Today, he is working on the RS-25 engine, with new controller electronics and manufacturing techniques, for NASA’s Space Launch System program. These tests will confirm if these new techniques perform at the higher thrust levels required for a successful launch.
In Other Work . . .
Guy Chriqui, a 2011 mechanical engineering alumnus, is a senior research engineer at Lockheed Martin’s Advanced Technology Center, where his work focuses on opto-mechanical systems design and development. He leads the development of a photonic integrated circuit-based imaging system that could significantly shrink the telescope (by factors of 10 to 100 times) through interferometric imaging approaches.

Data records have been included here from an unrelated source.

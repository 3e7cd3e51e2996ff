//! 下次运行时间计算
//! Next run time calculation
//!
//! 纯函数：从任务和当前时刻计算下一次运行的 UTC 时刻，秒级精度。
//! Pure function: computes the next UTC run instant from a job and the
//! current time, at second precision.

use crate::error::{Error, Result};
use crate::job::{Job, JobStatus, JobType};
use chrono::{DateTime, NaiveDateTime, TimeZone, Utc};
use chrono_tz::Tz;
use cron::Schedule;
use std::str::FromStr;

/// 暂停任务的哨兵时刻，按任务时区解释后转换为 UTC，
/// 使暂停的任务在按时间排序的扫描中自然沉底
/// Sentinel instant for paused jobs, interpreted in the job's timezone and
/// converted to UTC, so paused jobs naturally sink to the tail of
/// time-ordered scans
pub const NEXT_RUN_TIME_MAX: &str = "9999-09-09 09:09:09";

/// 墙钟时间的布局
/// Wall-clock time layout
pub const DATETIME_LAYOUT: &str = "%Y-%m-%d %H:%M:%S";

/// 解析任务的时区，空字符串按 UTC 处理
/// Parse the job's timezone; an empty string means UTC
pub(crate) fn load_timezone(j: &Job) -> Result<Tz> {
  if j.timezone.is_empty() {
    return Ok(Tz::UTC);
  }
  j.timezone.parse::<Tz>().map_err(|e| {
    Error::invalid_job(
      j.full_name(),
      "Timezone".to_string(),
      j.timezone.clone(),
      e.to_string(),
    )
  })
}

/// 截断到整秒
/// Truncate to whole seconds
pub(crate) fn truncate_to_second(t: DateTime<Utc>) -> DateTime<Utc> {
  DateTime::from_timestamp(t.timestamp(), 0).unwrap_or(t)
}

/// 把本地墙钟时间转换为 UTC
/// Convert a local wall-clock time to UTC
fn local_to_utc(j: &Job, field: &str, value: &str, naive: NaiveDateTime, tz: Tz) -> Result<DateTime<Utc>> {
  tz.from_local_datetime(&naive)
    .earliest()
    .map(|t| t.with_timezone(&Utc))
    .ok_or_else(|| {
      Error::invalid_job(
        j.full_name(),
        field.to_string(),
        value.to_string(),
        "not a valid local time".to_string(),
      )
    })
}

/// 把 5 字段 cron 表达式扩展为 `cron` crate 需要的 7 字段形式
/// Widen a 5-field cron expression to the 7-field form the `cron` crate
/// expects (seconds prepended, year appended)
fn widen_cron_expr(expr: &str) -> String {
  if expr.split_whitespace().count() == 5 {
    format!("0 {} *", expr)
  } else {
    expr.to_string()
  }
}

/// 计算下次运行时间，不同任务类型以不同方式计算；
/// 任务暂停时返回 `9999-09-09 09:09:09` 哨兵值。
/// Calculate the next run time; each job type is computed differently.
/// When the job is paused, the `9999-09-09 09:09:09` sentinel is returned.
pub fn calc_next_run_time(j: &Job, now: DateTime<Utc>) -> Result<DateTime<Utc>> {
  let tz = load_timezone(j)?;

  if j.status == JobStatus::Paused {
    let naive = NaiveDateTime::parse_from_str(NEXT_RUN_TIME_MAX, DATETIME_LAYOUT)
      .map_err(|e| Error::invalid_job(j.full_name(), "Status", NEXT_RUN_TIME_MAX, e.to_string()))?;
    return Ok(truncate_to_second(local_to_utc(j, "Status", NEXT_RUN_TIME_MAX, naive, tz)?));
  }

  let next_run_time = match j.job_type {
    JobType::Datetime => {
      let naive = NaiveDateTime::parse_from_str(&j.start_at, DATETIME_LAYOUT).map_err(|e| {
        Error::invalid_job(
          j.full_name(),
          "StartAt".to_string(),
          j.start_at.clone(),
          e.to_string(),
        )
      })?;
      local_to_utc(j, "StartAt", &j.start_at, naive, tz)?
    }
    JobType::Interval => {
      let interval = humantime::parse_duration(&j.interval).map_err(|e| {
        Error::invalid_job(
          j.full_name(),
          "Interval".to_string(),
          j.interval.clone(),
          e.to_string(),
        )
      })?;
      now
        + chrono::Duration::from_std(interval).map_err(|e| {
          Error::invalid_job(
            j.full_name(),
            "Interval".to_string(),
            j.interval.clone(),
            e.to_string(),
          )
        })?
    }
    JobType::Cron => {
      let schedule = Schedule::from_str(&widen_cron_expr(&j.cron_expr)).map_err(|e| {
        Error::invalid_job(
          j.full_name(),
          "CronExpr".to_string(),
          j.cron_expr.clone(),
          e.to_string(),
        )
      })?;
      schedule
        .after(&now.with_timezone(&tz))
        .next()
        .map(|t| t.with_timezone(&Utc))
        .ok_or_else(|| {
          Error::invalid_job(
            j.full_name(),
            "CronExpr".to_string(),
            j.cron_expr.clone(),
            "no upcoming tick".to_string(),
          )
        })?
    }
  };

  Ok(truncate_to_second(next_run_time))
}

#[cfg(test)]
mod tests {
  use super::*;
  use chrono::Timelike;

  fn get_job() -> Job {
    Job {
      name: "Job".to_string(),
      job_type: JobType::Interval,
      interval: "1s".to_string(),
      timezone: "America/New_York".to_string(),
      status: JobStatus::Running,
      ..Default::default()
    }
  }

  #[test]
  fn test_calc_is_utc_at_second_precision() {
    let j = get_job();
    let next = calc_next_run_time(&j, Utc::now()).unwrap();

    assert_eq!(next.nanosecond(), 0);
    assert_eq!(next.timezone(), Utc);
  }

  #[test]
  fn test_calc_datetime() {
    let mut j = get_job();
    j.job_type = JobType::Datetime;
    j.start_at = "2023-09-22 07:30:08".to_string();

    let tz: Tz = "America/New_York".parse().unwrap();
    let naive = NaiveDateTime::parse_from_str(&j.start_at, DATETIME_LAYOUT).unwrap();
    let expected = tz
      .from_local_datetime(&naive)
      .single()
      .unwrap()
      .with_timezone(&Utc);

    let next = calc_next_run_time(&j, Utc::now()).unwrap();
    assert_eq!(next, expected);
  }

  #[test]
  fn test_calc_interval() {
    let j = get_job();
    let now = Utc::now();
    let next = calc_next_run_time(&j, now).unwrap();

    let expected = DateTime::from_timestamp((now + chrono::Duration::seconds(1)).timestamp(), 0).unwrap();
    assert_eq!(next, expected);
  }

  #[test]
  fn test_calc_cron() {
    let mut j = get_job();
    j.job_type = JobType::Cron;
    j.cron_expr = "*/1 * * * *".to_string();

    let now = Utc::now();
    let next = calc_next_run_time(&j, now).unwrap();

    // 下一个分钟边界，按任务时区解释后以 UTC 表达
    // The next minute boundary in the job's zone, expressed in UTC
    assert_eq!(next.second(), 0);
    assert!(next > now);
    assert!(next <= now + chrono::Duration::seconds(60));
  }

  #[test]
  fn test_calc_paused_sentinel() {
    for job_type in [JobType::Datetime, JobType::Interval, JobType::Cron] {
      let mut j = get_job();
      j.job_type = job_type;
      j.status = JobStatus::Paused;

      let tz: Tz = "America/New_York".parse().unwrap();
      let naive = NaiveDateTime::parse_from_str(NEXT_RUN_TIME_MAX, DATETIME_LAYOUT).unwrap();
      let expected = tz
        .from_local_datetime(&naive)
        .single()
        .unwrap()
        .with_timezone(&Utc);

      let next = calc_next_run_time(&j, Utc::now()).unwrap();
      assert_eq!(next, expected);
    }
  }

  #[test]
  fn test_calc_timezone_unknown() {
    let mut j = get_job();
    j.timezone = "unknown".to_string();

    assert!(calc_next_run_time(&j, Utc::now()).is_err());
  }

  #[test]
  fn test_calc_start_at_error() {
    let mut j = get_job();
    j.job_type = JobType::Datetime;
    j.start_at = "2023-10-22T07:30:08".to_string();

    assert!(calc_next_run_time(&j, Utc::now()).is_err());
  }

  #[test]
  fn test_calc_interval_error() {
    let mut j = get_job();
    j.interval = "2".to_string();

    assert!(calc_next_run_time(&j, Utc::now()).is_err());
  }

  #[test]
  fn test_calc_cron_error() {
    let mut j = get_job();
    j.job_type = JobType::Cron;
    j.cron_expr = "not a cron".to_string();

    assert!(calc_next_run_time(&j, Utc::now()).is_err());
  }

  #[test]
  fn test_calc_empty_timezone_means_utc() {
    let mut j = get_job();
    j.timezone = String::new();

    assert!(calc_next_run_time(&j, Utc::now()).is_ok());
  }

  #[test]
  fn test_widen_cron_expr() {
    assert_eq!(widen_cron_expr("*/1 * * * *"), "0 */1 * * * * *");
    assert_eq!(widen_cron_expr("0 0 0 * * *"), "0 0 0 * * *");
  }
}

Before joining Lockheed Martin, Guy’s career path included assignments at Boeing, NASA and Moon Express, leading teams that developed Lunar Micro Rovers in an effort to make a commercial-off-the-shelf rover a reality.
Outside of work, Guy is an active mentor for students in robotics and he was a robotics advisor for Disney’s Academy Award-winning film, Big Hero 6. In addition, the Science Channel has recognized him as a Science Super Hero for his work in STEM outreach.
During his studies at Rose-Hulman, Guy led a project for the NASA Micro Gravity University program, with his experiment on micro-gravity cratering in regolith being flown on the space agency’s reduced-gravity aircraft, better known as the Vomit Comet. He later earned a master’s degree in astronautical engineering at the University of Southern California.
Another Vomit Comet veteran is Kris Verdeyen, who is a principal electrical engineer at Texas’ Houston Mechatronics, which is developing an Aquanaut remotely operated/autonomous underwater vehicle to assist with oil and natural gas exploration without the expense or hassle of a tether. Just prior, as a robotics engineer at NASA’s Johnson Space Center, the 2000 electrical engineering graduate managed the development of NASA’s Valkyrie full-scale humanoid robot to explore the potential of bipedal walking on Mars and other planetary services. That development could lead to colonization in space.
NASA’s earlier humanoids featured Robonaut and the far more advanced Robonaut 2, with an upper-body confirmation mounted on several different lower bodies. Robonaut 2 made its way to the International Space Station in 2011. Now, astromech droids that are similar to the R2-D2 in the “Star Wars” movies are being developed to help repair spaceships wherever they might be throughout the universe.
Verdeyen says, “Everybody thinks robots, like we see in the movies, are far off, and they are, but they’re less far off than they were five or 10 years ago.”
He also led the development of solar, battery and power distribution systems for a mission to land a rover near one of the moon’s poles and test permanently shadowed regions for water and hydrogen. At Rose-Hulman, he was a member of the first student group to have a project on the Vomit Comet aircraft.